Longer journeys for a longer life cycle
The video Exporting Harm, released by the Seattle-based Basel Action Network (BAN) in 2002, displayed a litany of bad environmental and worker safety practices taking place in Guiyu, China, in the recycling of obsolete electronics and electrical transformers.
BAN subsequently pointed to Guiyu as a reason why obsolete electronics should not be shipped from developed OECD (Organization for Economic Cooperation and Development) nations to non-OECD nations.
However, a faction of electronics recyclers was quick to object to the proposed ban, saying repaired and repairable computers were helping to connect the developing world (including school children) to the Internet and were providing technical skills and entrepreneurial opportunities to technicians and recyclers in developing nations.
The debate has included the use of statistics by each side to back up its support for or opposition to an export ban.
The summary findings of the 2002 54-page Exporting Harm report includes this statement: “Millions of pounds of electronic waste from obsolete computers and TVs are being generated in the U.S. each year and huge amounts—an estimated 50 percent to 80 percent collected for recycling—are being exported.” BAN cites “informed recycling industry sources” for the 50 percent to 80 percent estimate.
Two studies cited by the Institute of Scrap Recycling Industries Inc. (ISRI) on its website, www.isri.org, examine whether trade statistics show that the U.S. is flooding developing nations with used electronics, as portrayed by BAN.
The February 2013 U.S. International Trade Commission (USITC) study, “Used Electronic Products: An Examination of U.S. Exports,” is billed by ISRI as “the most comprehensive report on the collection and export of used electronics products (UEPs).”
The study found that more than 80 percent of the UEPs collected in the U.S. were recycled, reused or refurbished domestically while 17 percent of such items were sent for export, says ISRI. “A subsequent report released by the Massachusetts Institute of Technology (MIT) Materials Systems Laboratory and the U.S. National Center for Electronics Recycling (NCER) in 2013 indicates that more than 90 percent of used electronics collected for recycling within the U.S. remain in the U.S. for processing and are not exported,” adds ISRI.
More recently, Robin Ingenthron of Good Point Recycling, Middlebury, Vermont, says Basel Convention auditors themselves have helped demonstrate that the global used electronics trade is a viable and honest one.
“Seized container loads were studied by independent Basel Convention-funded auditors and found 91 percent reuse rates,” says Ingenthron, who says this level of working order is “better than [that of] brand new product sold there.”
Ingenthron adds, “If avoided recycling costs were really the driver, you would see televisions, not 17-inch CRT monitors, exported to Asia.” He says the purpose of shipping the monitors clearly is to resell them, not to dump them.
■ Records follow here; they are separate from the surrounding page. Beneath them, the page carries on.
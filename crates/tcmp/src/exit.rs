use std::fmt;
use std::io;

use tcmp_device::{DeviceError, ExchangeError};
use tcmp_frame::FrameError;
use tcmp_transport::TransportError;

pub const SUCCESS: i32 = 0;
pub const FAILURE: i32 = 1;
pub const TRANSPORT_ERROR: i32 = 3;
pub const PERMISSION_DENIED: i32 = 50;
pub const DATA_INVALID: i32 = 60;
pub const USAGE: i32 = 64;
pub const TIMEOUT: i32 = 124;
pub const INTERNAL: i32 = 125;

pub type CliResult<T> = Result<T, CliError>;

#[derive(Debug)]
pub struct CliError {
    pub code: i32,
    pub message: String,
}

impl CliError {
    pub fn new(code: i32, message: impl Into<String>) -> Self {
        Self {
            code,
            message: message.into(),
        }
    }
}

impl fmt::Display for CliError {
    fn fmt(&self, f: &mut fmt::Formatter<'_>) -> fmt::Result {
        write!(f, "{}", self.message)
    }
}

impl std::error::Error for CliError {}

fn io_code(err: &io::Error) -> i32 {
    match err.kind() {
        io::ErrorKind::PermissionDenied => PERMISSION_DENIED,
        io::ErrorKind::TimedOut | io::ErrorKind::WouldBlock => TIMEOUT,
        io::ErrorKind::NotFound | io::ErrorKind::BrokenPipe => TRANSPORT_ERROR,
        _ => INTERNAL,
    }
}

fn transport_code(err: &TransportError) -> i32 {
    match err {
        TransportError::Connect { source, .. } | TransportError::Io(source) => io_code(source),
        TransportError::DeviceNotFound(_) => USAGE,
        _ => TRANSPORT_ERROR,
    }
}

fn frame_code(err: &FrameError) -> i32 {
    match err {
        FrameError::Io(source) => io_code(source),
        FrameError::PayloadTooLarge { .. }
        | FrameError::HeaderCorruption { .. }
        | FrameError::BufferOverflow { .. } => DATA_INVALID,
        FrameError::ConnectionClosed => FAILURE,
    }
}

fn exchange_code(err: &ExchangeError) -> i32 {
    match err {
        ExchangeError::Frame(err) => frame_code(err),
        ExchangeError::Transport(err) => transport_code(err),
        ExchangeError::Timeout(_) => TIMEOUT,
        ExchangeError::Superseded => FAILURE,
    }
}

pub fn io_error(context: &str, err: io::Error) -> CliError {
    CliError::new(io_code(&err), format!("{context}: {err}"))
}

pub fn transport_error(context: &str, err: TransportError) -> CliError {
    CliError::new(transport_code(&err), format!("{context}: {err}"))
}

pub fn device_error(context: &str, err: DeviceError) -> CliError {
    let code = match &err {
        DeviceError::Transport(err) => transport_code(err),
        DeviceError::Read(err) => transport_code(err),
        DeviceError::Frame(err) => frame_code(err),
        DeviceError::Exchange(err) => exchange_code(err),
        DeviceError::Cancelled => FAILURE,
    };
    CliError::new(code, format!("{context}: {err}"))
}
Media reports from July 2013 to April 2014 pointed to the discovery of stockpiled CRT devices in Arizona, Colorado, Maryland, North Carolina, Ohio and other states. Additionally, a sizable soil cleanup project in Arizona is tied to stockpiles of crushed CRT glass produced from monitors collected in California.
Electronics recyclers and NGOs (nongovernment organizations), such as BAN have differing opinions about the causes of the current state of the CRT recycling market and, likewise, offer different suggestions as to how to improve the situation. There is, however, widespread agreement about two things:
- there is room for improvement in how monitors are handled currently; and
- the decline in CRT technology use is likely to make profitable recycling even more difficult in the future.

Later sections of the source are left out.